(Stored records)

= = = = =

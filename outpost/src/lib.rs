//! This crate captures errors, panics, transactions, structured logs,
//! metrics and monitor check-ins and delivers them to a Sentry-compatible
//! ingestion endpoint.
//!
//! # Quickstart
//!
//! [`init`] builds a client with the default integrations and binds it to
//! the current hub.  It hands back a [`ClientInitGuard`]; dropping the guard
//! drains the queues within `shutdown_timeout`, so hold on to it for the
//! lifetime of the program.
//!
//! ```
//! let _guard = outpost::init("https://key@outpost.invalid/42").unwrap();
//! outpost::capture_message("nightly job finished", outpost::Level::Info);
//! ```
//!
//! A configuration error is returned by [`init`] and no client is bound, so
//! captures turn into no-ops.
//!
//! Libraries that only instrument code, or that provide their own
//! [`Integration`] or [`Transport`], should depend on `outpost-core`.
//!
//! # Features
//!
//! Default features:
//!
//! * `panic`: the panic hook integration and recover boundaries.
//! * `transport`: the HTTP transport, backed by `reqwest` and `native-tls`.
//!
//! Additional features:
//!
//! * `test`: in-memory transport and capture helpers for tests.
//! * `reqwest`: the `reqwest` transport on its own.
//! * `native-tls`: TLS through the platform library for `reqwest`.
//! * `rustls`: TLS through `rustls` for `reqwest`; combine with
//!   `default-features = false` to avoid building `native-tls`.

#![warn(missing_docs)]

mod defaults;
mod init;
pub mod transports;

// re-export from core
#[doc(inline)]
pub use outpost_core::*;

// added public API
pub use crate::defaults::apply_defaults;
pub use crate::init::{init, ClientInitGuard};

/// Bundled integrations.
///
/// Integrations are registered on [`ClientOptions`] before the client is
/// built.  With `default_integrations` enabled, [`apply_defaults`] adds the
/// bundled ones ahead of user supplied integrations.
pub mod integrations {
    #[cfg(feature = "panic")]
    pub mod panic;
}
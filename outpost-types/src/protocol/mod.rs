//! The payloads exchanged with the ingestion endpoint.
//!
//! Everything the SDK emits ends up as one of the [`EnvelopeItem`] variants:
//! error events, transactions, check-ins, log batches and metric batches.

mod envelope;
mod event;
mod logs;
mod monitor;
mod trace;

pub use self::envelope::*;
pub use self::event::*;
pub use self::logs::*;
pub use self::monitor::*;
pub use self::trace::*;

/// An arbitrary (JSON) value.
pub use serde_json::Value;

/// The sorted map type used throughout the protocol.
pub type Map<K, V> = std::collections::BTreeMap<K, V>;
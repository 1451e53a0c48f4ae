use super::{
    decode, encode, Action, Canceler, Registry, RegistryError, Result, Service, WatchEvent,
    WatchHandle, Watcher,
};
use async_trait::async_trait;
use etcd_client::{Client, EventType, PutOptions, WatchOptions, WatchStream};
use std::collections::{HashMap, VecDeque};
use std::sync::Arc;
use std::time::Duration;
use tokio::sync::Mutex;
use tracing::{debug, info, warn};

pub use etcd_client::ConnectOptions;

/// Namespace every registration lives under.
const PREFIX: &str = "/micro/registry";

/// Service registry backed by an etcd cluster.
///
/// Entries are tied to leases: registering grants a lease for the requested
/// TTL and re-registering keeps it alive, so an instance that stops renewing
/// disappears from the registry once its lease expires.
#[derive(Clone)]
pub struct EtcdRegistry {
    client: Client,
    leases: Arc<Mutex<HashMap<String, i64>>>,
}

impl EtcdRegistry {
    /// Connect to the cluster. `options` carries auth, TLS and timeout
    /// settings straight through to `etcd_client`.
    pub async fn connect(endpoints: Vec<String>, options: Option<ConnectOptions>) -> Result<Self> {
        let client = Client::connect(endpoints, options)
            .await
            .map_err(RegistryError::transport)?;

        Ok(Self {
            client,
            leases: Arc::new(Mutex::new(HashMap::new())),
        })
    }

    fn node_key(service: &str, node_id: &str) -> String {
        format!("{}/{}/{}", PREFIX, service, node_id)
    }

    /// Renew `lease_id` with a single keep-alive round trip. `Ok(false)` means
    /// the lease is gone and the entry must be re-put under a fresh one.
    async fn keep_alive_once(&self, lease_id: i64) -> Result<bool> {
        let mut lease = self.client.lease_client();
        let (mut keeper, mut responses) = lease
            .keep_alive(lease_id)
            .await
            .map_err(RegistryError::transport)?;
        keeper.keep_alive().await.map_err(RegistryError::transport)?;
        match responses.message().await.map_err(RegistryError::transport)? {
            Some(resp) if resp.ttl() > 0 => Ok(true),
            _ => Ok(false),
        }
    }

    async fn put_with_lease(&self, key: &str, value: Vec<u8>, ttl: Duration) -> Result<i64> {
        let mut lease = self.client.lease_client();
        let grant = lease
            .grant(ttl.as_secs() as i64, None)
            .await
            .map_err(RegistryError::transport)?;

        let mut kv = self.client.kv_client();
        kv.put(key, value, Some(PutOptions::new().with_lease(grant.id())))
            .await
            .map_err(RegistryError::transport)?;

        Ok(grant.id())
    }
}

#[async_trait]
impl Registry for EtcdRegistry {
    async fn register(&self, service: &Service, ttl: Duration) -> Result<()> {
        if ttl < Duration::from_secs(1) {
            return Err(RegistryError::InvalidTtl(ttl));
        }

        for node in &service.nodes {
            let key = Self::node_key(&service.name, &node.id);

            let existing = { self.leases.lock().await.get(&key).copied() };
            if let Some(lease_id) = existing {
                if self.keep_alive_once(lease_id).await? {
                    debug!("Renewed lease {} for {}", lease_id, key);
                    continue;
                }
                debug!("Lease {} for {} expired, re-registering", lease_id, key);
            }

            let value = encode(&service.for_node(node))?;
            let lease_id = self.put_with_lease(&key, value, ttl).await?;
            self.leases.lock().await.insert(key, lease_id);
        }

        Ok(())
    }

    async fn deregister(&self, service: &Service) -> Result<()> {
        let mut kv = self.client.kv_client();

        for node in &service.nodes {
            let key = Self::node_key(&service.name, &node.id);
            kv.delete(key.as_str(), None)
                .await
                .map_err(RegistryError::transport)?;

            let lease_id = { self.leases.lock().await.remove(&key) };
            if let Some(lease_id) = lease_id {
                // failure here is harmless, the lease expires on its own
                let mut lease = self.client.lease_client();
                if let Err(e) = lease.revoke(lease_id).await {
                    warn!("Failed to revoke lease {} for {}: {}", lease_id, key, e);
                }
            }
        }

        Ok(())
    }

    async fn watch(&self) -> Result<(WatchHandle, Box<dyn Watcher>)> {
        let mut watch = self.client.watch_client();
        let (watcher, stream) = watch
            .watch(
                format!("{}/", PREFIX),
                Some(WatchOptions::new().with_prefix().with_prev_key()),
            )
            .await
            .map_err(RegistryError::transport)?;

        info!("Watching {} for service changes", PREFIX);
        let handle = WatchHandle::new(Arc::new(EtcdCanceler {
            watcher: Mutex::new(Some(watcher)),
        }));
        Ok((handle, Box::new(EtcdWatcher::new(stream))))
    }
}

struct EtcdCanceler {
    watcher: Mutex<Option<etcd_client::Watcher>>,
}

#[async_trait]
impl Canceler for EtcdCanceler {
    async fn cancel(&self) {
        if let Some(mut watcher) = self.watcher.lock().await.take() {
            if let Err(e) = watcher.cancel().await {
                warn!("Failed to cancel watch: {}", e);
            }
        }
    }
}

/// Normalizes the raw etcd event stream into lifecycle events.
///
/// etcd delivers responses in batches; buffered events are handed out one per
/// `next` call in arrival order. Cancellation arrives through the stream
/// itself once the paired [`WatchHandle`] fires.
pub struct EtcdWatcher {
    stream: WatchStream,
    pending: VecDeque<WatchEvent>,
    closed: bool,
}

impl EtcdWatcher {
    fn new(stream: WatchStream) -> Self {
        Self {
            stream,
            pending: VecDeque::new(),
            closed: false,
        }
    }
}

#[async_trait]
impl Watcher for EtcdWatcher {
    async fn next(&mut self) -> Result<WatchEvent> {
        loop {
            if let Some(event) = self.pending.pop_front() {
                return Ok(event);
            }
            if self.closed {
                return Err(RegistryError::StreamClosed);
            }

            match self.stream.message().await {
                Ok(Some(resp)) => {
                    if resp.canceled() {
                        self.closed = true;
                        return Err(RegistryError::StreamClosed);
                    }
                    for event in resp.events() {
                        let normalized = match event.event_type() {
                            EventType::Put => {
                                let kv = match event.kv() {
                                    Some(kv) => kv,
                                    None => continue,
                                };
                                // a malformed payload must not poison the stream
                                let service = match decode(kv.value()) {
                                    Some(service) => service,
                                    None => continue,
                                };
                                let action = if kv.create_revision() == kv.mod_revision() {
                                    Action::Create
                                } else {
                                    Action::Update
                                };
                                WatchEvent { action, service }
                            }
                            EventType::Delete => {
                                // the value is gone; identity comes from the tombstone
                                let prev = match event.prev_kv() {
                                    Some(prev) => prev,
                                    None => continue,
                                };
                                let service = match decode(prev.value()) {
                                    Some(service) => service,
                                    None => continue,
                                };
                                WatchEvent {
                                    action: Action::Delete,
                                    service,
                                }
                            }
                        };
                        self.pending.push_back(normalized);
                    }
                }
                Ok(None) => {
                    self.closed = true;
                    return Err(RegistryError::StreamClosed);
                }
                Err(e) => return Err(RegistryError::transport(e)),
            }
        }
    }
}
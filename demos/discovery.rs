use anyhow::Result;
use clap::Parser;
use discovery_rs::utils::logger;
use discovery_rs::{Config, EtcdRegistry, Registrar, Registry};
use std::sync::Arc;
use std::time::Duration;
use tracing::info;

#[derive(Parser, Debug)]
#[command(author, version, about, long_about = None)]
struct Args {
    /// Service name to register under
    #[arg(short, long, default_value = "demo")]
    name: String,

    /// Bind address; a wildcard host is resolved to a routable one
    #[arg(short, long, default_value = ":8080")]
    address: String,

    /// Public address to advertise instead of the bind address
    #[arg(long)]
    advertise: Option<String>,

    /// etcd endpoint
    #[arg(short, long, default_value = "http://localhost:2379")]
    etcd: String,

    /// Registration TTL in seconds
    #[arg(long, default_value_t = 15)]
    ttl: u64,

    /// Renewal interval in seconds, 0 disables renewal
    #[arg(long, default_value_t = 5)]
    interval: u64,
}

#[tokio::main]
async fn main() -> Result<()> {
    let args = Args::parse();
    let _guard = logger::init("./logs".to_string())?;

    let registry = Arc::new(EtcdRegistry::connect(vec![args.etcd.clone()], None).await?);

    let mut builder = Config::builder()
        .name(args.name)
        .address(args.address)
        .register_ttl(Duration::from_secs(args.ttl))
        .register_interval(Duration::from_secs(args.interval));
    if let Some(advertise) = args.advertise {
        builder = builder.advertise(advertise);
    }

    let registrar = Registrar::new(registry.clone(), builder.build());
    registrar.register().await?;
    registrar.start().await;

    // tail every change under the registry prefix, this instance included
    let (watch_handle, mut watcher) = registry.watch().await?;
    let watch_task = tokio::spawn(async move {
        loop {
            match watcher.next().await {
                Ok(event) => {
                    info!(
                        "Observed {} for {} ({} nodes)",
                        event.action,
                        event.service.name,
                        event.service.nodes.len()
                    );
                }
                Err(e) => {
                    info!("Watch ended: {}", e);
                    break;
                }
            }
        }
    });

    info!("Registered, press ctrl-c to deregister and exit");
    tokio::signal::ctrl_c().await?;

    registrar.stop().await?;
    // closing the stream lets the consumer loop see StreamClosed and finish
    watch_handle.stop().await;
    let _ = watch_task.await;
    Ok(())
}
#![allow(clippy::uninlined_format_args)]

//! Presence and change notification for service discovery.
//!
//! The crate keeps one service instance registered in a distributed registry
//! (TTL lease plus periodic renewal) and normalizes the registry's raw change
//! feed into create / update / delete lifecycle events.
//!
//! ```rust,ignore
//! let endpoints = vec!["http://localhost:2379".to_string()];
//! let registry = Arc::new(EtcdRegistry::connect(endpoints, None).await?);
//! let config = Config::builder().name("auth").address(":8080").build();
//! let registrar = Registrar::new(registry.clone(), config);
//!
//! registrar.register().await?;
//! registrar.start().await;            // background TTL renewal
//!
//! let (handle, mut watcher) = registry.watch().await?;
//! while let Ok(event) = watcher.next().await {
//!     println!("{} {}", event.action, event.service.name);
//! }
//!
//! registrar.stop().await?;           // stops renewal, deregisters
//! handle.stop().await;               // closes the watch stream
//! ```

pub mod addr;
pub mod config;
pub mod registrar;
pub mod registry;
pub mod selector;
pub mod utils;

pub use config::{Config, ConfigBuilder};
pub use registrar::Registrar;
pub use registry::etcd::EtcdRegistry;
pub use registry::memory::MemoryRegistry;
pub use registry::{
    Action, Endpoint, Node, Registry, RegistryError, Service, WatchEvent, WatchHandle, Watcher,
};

= = = = =

• [Exercise goal]: Would you reproduce, word for word, the lines from the one holding "pub mod config;" through the final line of the entries, both included?

• [Task result]:
pub mod config;
pub mod registrar;
pub mod registry;
pub mod selector;
pub mod utils;

pub use config::{Config, ConfigBuilder};
pub use registrar::Registrar;
pub use registry::etcd::EtcdRegistry;
pub use registry::memory::MemoryRegistry;
pub use registry::{
    Action, Endpoint, Node, Registry, RegistryError, Service, WatchEvent, WatchHandle, Watcher,
};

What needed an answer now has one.